Quattordici anni e un tumore avanzato che la sta portando rapidamente alla morte. Prima dell’ultimo saluto a genitori e amici, una richiesta specifica, messa nero su bianco: essere ibernata, per avere una “chance di essere curata e risvegliata, magari fra qualche centinaio di anni”.
Ho solo 14 anni e non voglio morire ma so che morirò. Penso che la criopreservazione possa darmi una chance di essere curata e risvegliata, anche tra 100 anni. Non voglio essere sotterrata. Voglio vivere e penso che in futuro possano trovare una cura per il mio cancro.

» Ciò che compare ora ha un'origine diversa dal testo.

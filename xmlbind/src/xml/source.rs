//! Forward-only XML event sources.
//!
//! The production source pulls events from quick-xml's namespace-aware
//! reader and turns them into owned [`XmlEvent`]s, which is what the
//! record-and-playback reader records and replays.

use std::borrow::Cow;
use std::collections::{BTreeMap, VecDeque};
use std::fs::File;
use std::io::{BufRead, BufReader};
use std::path::Path;

use quick_xml::escape::{resolve_predefined_entity, unescape};
use quick_xml::events::{BytesStart, Event};
use quick_xml::name::ResolveResult;
use quick_xml::NsReader;

use super::namespace::{is_xmlns_attr, QName};
use crate::error::{Error, Result};

/// Attributes of a start element, keyed by qualified name.
pub type Attributes = BTreeMap<QName, String>;

/// A single owned XML event.
#[derive(Debug, Clone, PartialEq, Eq)]
pub enum XmlEvent {
    /// A start tag with its (namespace-resolved) attributes.
    Start { name: QName, attributes: Attributes },
    /// An end tag.
    End { name: QName },
    /// Character data, with entity references resolved and adjacent
    /// text/CDATA pieces merged.
    Text(String),
    /// End of the document.
    EndDocument,
}

impl XmlEvent {
    /// Returns the element name for start and end events.
    pub fn name(&self) -> Option<&QName> {
        match self {
            XmlEvent::Start { name, .. } | XmlEvent::End { name } => Some(name),
            _ => None,
        }
    }

    /// Returns true for whitespace-only text.
    pub fn is_whitespace(&self) -> bool {
        matches!(self, XmlEvent::Text(text) if text.trim().is_empty())
    }
}

/// A forward-only source of XML events.
pub trait EventSource {
    /// Pulls the next event. After [`XmlEvent::EndDocument`] every call
    /// returns `EndDocument` again.
    fn next_event(&mut self) -> Result<XmlEvent>;
}

impl<S: EventSource + ?Sized> EventSource for Box<S> {
    fn next_event(&mut self) -> Result<XmlEvent> {
        (**self).next_event()
    }
}

/// Options for the quick-xml event source.
#[derive(Debug, Clone, Default)]
pub struct ReaderOptions {
    /// Whether to trim leading and trailing whitespace of text events.
    pub trim_text: bool,
}

/// Event source backed by quick-xml's namespace-resolving reader.
pub struct XmlSource<R: BufRead> {
    reader: NsReader<R>,
    buf: Vec<u8>,
    /// Event read ahead while merging adjacent text pieces.
    lookahead: Option<XmlEvent>,
    finished: bool,
}

impl<'a> XmlSource<&'a [u8]> {
    /// Creates a source reading from a string.
    pub fn from_str(xml: &'a str) -> Self {
        Self::with_options(xml.as_bytes(), ReaderOptions::default())
    }
}

impl XmlSource<BufReader<File>> {
    /// Creates a source reading from a file.
    pub fn from_file<P: AsRef<Path>>(path: P) -> Result<Self> {
        let file = File::open(path)?;
        Ok(Self::with_options(
            BufReader::new(file),
            ReaderOptions::default(),
        ))
    }
}

impl<R: BufRead> XmlSource<R> {
    /// Creates a source over any buffered reader.
    pub fn new(reader: R) -> Self {
        Self::with_options(reader, ReaderOptions::default())
    }

    /// Creates a source with the given options.
    pub fn with_options(reader: R, options: ReaderOptions) -> Self {
        let mut reader = NsReader::from_reader(reader);
        let config = reader.config_mut();
        config.expand_empty_elements = true;
        config.trim_text(options.trim_text);
        XmlSource {
            reader,
            buf: Vec::new(),
            lookahead: None,
            finished: false,
        }
    }

    /// Reads one raw piece: a tag, a piece of text, or end of document.
    /// Comments, declarations and processing instructions are skipped.
    fn read_piece(&mut self) -> Result<XmlEvent> {
        loop {
            self.buf.clear();
            let event = self.reader.read_event_into(&mut self.buf)?;
            match event {
                Event::Start(ref e) => {
                    let start = e.to_owned();
                    return self.parse_start(&start);
                }
                Event::End(ref e) => {
                    let (ns, local) = self.reader.resolve_element(e.name());
                    let name = qualified(ns, local.as_ref())?;
                    return Ok(XmlEvent::End { name });
                }
                Event::Empty(_) => {
                    // expand_empty_elements is set, so this does not occur
                    return Err(Error::Parse("unexpected empty element event".into()));
                }
                Event::Text(e) => {
                    let raw =
                        std::str::from_utf8(e.as_ref()).map_err(|e| Error::Parse(e.to_string()))?;
                    let text = unescape(raw).map_err(|e| Error::Parse(e.to_string()))?;
                    return Ok(XmlEvent::Text(text.into_owned()));
                }
                Event::CData(e) => {
                    return Ok(XmlEvent::Text(String::from_utf8_lossy(e.as_ref()).into_owned()));
                }
                Event::GeneralRef(e) => {
                    if let Some(ch) = e
                        .resolve_char_ref()
                        .map_err(|e| Error::Parse(e.to_string()))?
                    {
                        return Ok(XmlEvent::Text(ch.to_string()));
                    }
                    let entity = e.decode().map_err(|e| Error::Parse(e.to_string()))?;
                    return match resolve_predefined_entity(&entity) {
                        Some(text) => Ok(XmlEvent::Text(text.to_string())),
                        None => Err(Error::Parse(format!("unknown entity &{};", entity))),
                    };
                }
                Event::Eof => return Ok(XmlEvent::EndDocument),
                Event::Comment(_) | Event::Decl(_) | Event::PI(_) | Event::DocType(_) => {}
            }
        }
    }

    /// Resolves a start tag's name and attributes.
    fn parse_start(&self, e: &BytesStart) -> Result<XmlEvent> {
        let (ns, local) = self.reader.resolve_element(e.name());
        let name = qualified(ns, local.as_ref())?;

        let mut attributes = Attributes::new();
        for attr_result in e.attributes() {
            let attr = attr_result.map_err(quick_xml::Error::from)?;
            let raw_key =
                std::str::from_utf8(attr.key.as_ref()).map_err(|e| Error::Parse(e.to_string()))?;
            if is_xmlns_attr(raw_key) {
                continue;
            }
            let (ns, local) = self.reader.resolve_attribute(attr.key);
            let key = qualified(ns, local.as_ref())?;
            let value = attr
                .unescape_value()
                .map_err(|e| Error::Parse(e.to_string()))?
                .into_owned();
            attributes.insert(key, value);
        }

        Ok(XmlEvent::Start { name, attributes })
    }
}

impl<R: BufRead> EventSource for XmlSource<R> {
    fn next_event(&mut self) -> Result<XmlEvent> {
        if self.finished {
            return Ok(XmlEvent::EndDocument);
        }
        let first = match self.lookahead.take() {
            Some(event) => event,
            None => self.read_piece()?,
        };
        let XmlEvent::Text(mut text) = first else {
            self.finished = first == XmlEvent::EndDocument;
            return Ok(first);
        };
        // Merge text, CDATA and entity pieces into a single text event
        loop {
            match self.read_piece()? {
                XmlEvent::Text(more) => text.push_str(&more),
                other => {
                    self.lookahead = Some(other);
                    return Ok(XmlEvent::Text(text));
                }
            }
        }
    }
}

/// Builds a qualified name from a namespace resolution result.
fn qualified(ns: ResolveResult, local: &[u8]) -> Result<QName> {
    let local = std::str::from_utf8(local).map_err(|e| Error::Parse(e.to_string()))?;
    match ns {
        ResolveResult::Bound(ns) => {
            let uri: Cow<str> = String::from_utf8_lossy(ns.into_inner());
            Ok(QName::new(uri, local))
        }
        ResolveResult::Unbound => Ok(QName::local(local)),
        ResolveResult::Unknown(prefix) => Err(Error::Parse(format!(
            "unknown namespace prefix {:?}",
            String::from_utf8_lossy(&prefix)
        ))),
    }
}

/// Event source over a prepared list of events.
#[derive(Debug, Clone, Default)]
pub struct EventList {
    events: VecDeque<XmlEvent>,
}

impl EventList {
    /// Creates a source that yields `events` and then end of document.
    pub fn new(events: impl IntoIterator<Item = XmlEvent>) -> Self {
        EventList {
            events: events.into_iter().collect(),
        }
    }
}

impl EventSource for EventList {
    fn next_event(&mut self) -> Result<XmlEvent> {
        Ok(self.events.pop_front().unwrap_or(XmlEvent::EndDocument))
    }
}

/// Reads every event of a document into a list.
pub fn collect_events(source: &mut impl EventSource) -> Result<Vec<XmlEvent>> {
    let mut events = Vec::new();
    loop {
        let event = source.next_event()?;
        if event == XmlEvent::EndDocument {
            return Ok(events);
        }
        events.push(event);
    }
}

Questo è il mio desiderio”
si legge nella lettera della giovane indirizzata al tribunale.
E così, l’Alta Corte di Londra, col consenso della madre che desiderava la figlia morisse con almeno una speranza e contro il volere del padre, ne ha autorizzato il congelamento tramite criogenesi. Il giudice che ha pronunciato la sentenza, Peter Jackson, accogliendo la richiesta della ragazzina che desiderava non essere sotterrata, ha raccontato di aver visitato la ragazza in ospedale e di essere rimasto “toccato dall’animo coraggioso con cui ha affrontato la sua sorte”. Ma ha aggiunto che, tecnicamente, è stato chiamato solo a giudicare se dar ragione alla madre o al padre nella disputa fra genitori su cosa fare del corpo della figlia dopo la morte.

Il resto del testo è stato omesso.